Early man also discovered and used sticks, stones, berries and like portions of their surroundings to give form and color to their drawings. At each age through history the artists saw the possibilities of new discoveries and tools for the advancement of artistic expression.
Other art forms involve the congruous or incongruous arrangement of similar or dissimilar objects and things in a familiar or unfamiliar setting to produce an attention-getting and hopefully pleasing visual effect.
One recent example of such a mixture of objects and things to create an interesting visual effect is Picasso's "Bull's Head" (1943) which comprises a bronze cast of various bicycle parts in which the seat is used to suggest the animal's face and the handle bar suggests the animal's horns.
With the advent of the computer, even new challenges have arisen from the ability to quickly create mathematical representations which heretofore could only be manually plotted after hours of meticulous labor. One such phenomena is the so-called moire pattern.
Moire pattern generation has been discussed for a long time, e.g., Scientific American, May 1963 which described the use of such patterns in a variety of applications from measuring instruments to patterned fabric.

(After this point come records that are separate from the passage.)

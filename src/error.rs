//! Error types for the hintcheck crate.

use thiserror::Error;

use crate::report::Violation;

/// A type alias for `Result<T, Error>`.
pub type Result<T, E = Error> = std::result::Result<T, E>;

/// The main error type for the hintcheck crate.
///
/// Everything except [`Error::Violation`] and [`Error::Raised`] is raised at
/// decoration time, or at the first call needing a forward reference.
#[derive(Error, Debug)]
pub enum Error {
    /// A hint (or one of its children) cannot be compiled into a check.
    #[error("Unsupported type hint {hint} at {position}: {reason}")]
    HintUnsupported {
        /// Rendering of the offending sub-hint.
        hint: String,
        /// Path from the root hint to the sub-hint, e.g. `x: Union[int, ?][1]`.
        position: String,
        /// Why the hint was rejected.
        reason: String,
    },

    /// The callable's signature cannot be wrapped.
    #[error("Function {func}() parameter {param} malformed: {reason}")]
    ParamMalformed {
        /// Qualified name of the callable.
        func: String,
        /// Offending parameter name.
        param: String,
        /// What is wrong with it.
        reason: String,
    },

    /// A hint string could not be parsed.
    #[error("Hint parse error: {0}")]
    HintParse(String),

    /// A parameter name collides with the wrapper's own names.
    #[error("Function {func}() parameter name {param:?} invalid: {reason}")]
    ParamName {
        /// Qualified name of the callable.
        func: String,
        /// Offending parameter name.
        param: String,
        /// What is wrong with it.
        reason: String,
    },

    /// A forward reference could not be found in its module namespace.
    #[error("Forward reference {name:?} unresolvable in module {module:?}")]
    ForwardRefUnresolved {
        /// Referenced name.
        name: String,
        /// Namespace the reference was resolved against.
        module: String,
    },

    /// A call-time type violation.
    #[error(transparent)]
    Violation(Box<Violation>),

    /// The generator produced something it should not have.
    #[error("Internal error: {reason}\n{source_text}")]
    Internal {
        /// Which invariant broke.
        reason: String,
        /// Offending generated source, if any.
        source_text: String,
    },

    /// An error returned by the wrapped callable itself.
    #[error("{0}")]
    Raised(String),
}

impl Error {
    /// Creates a new unsupported-hint error.
    pub fn hint_unsupported(
        hint: impl Into<String>,
        position: impl Into<String>,
        reason: impl Into<String>,
    ) -> Self {
        Self::HintUnsupported {
            hint: hint.into(),
            position: position.into(),
            reason: reason.into(),
        }
    }

    /// Creates a new hint parse error.
    pub fn hint_parse(msg: impl Into<String>) -> Self {
        Self::HintParse(msg.into())
    }

    /// Creates a new malformed-parameter error.
    pub fn param_malformed(
        func: impl Into<String>,
        param: impl Into<String>,
        reason: impl Into<String>,
    ) -> Self {
        Self::ParamMalformed { func: func.into(), param: param.into(), reason: reason.into() }
    }

    /// Creates a new parameter-name error.
    pub fn param_name(
        func: impl Into<String>,
        param: impl Into<String>,
        reason: impl Into<String>,
    ) -> Self {
        Self::ParamName { func: func.into(), param: param.into(), reason: reason.into() }
    }

    /// Creates a new internal error carrying the offending source text.
    pub fn internal(reason: impl Into<String>, source_text: impl Into<String>) -> Self {
        Self::Internal { reason: reason.into(), source_text: source_text.into() }
    }

    /// Returns the violation record if this is a call-time violation.
    pub fn as_violation(&self) -> Option<&Violation> {
        match self {
            Self::Violation(v) => Some(v),
            _ => None,
        }
    }

    /// Whether this error is raised at decoration time.
    pub fn is_decoration_error(&self) -> bool {
        matches!(
            self,
            Self::HintUnsupported { .. }
                | Self::HintParse(_)
                | Self::ParamMalformed { .. }
                | Self::ParamName { .. }
        )
    }
}

impl From<Violation> for Error {
    fn from(v: Violation) -> Self {
        Self::Violation(Box::new(v))
    }
}

impl From<&str> for Error {
    fn from(s: &str) -> Self {
        Self::Raised(s.to_string())
    }
}

impl From<String> for Error {
    fn from(s: String) -> Self {
        Self::Raised(s)
    }
}

/// A non-fatal diagnostic emitted while decorating.
#[derive(Debug, Clone, PartialEq, Eq, serde::Serialize)]
pub struct HintWarning {
    /// Rendering of the hint the warning is about.
    pub hint: String,
    /// Human-readable message.
    pub message: String,
}

impl std::fmt::Display for HintWarning {
    fn fmt(&self, f: &mut std::fmt::Formatter<'_>) -> std::fmt::Result {
        write!(f, "{}: {}", self.hint, self.message)
    }
}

Rakowsky (U.S. Pat. No. 3,589,045) teaches the use of identical images spatially separated from each other while visually aligned so that the pattern when the angle created thereby varies when the angle of viewing is altered.
In our modern high-tech society there is a growing fascination with abstract and mathematical graphics and a need for an art form which depicts action in the terms of the scientific age. It is believed that the present invention fulfills that need.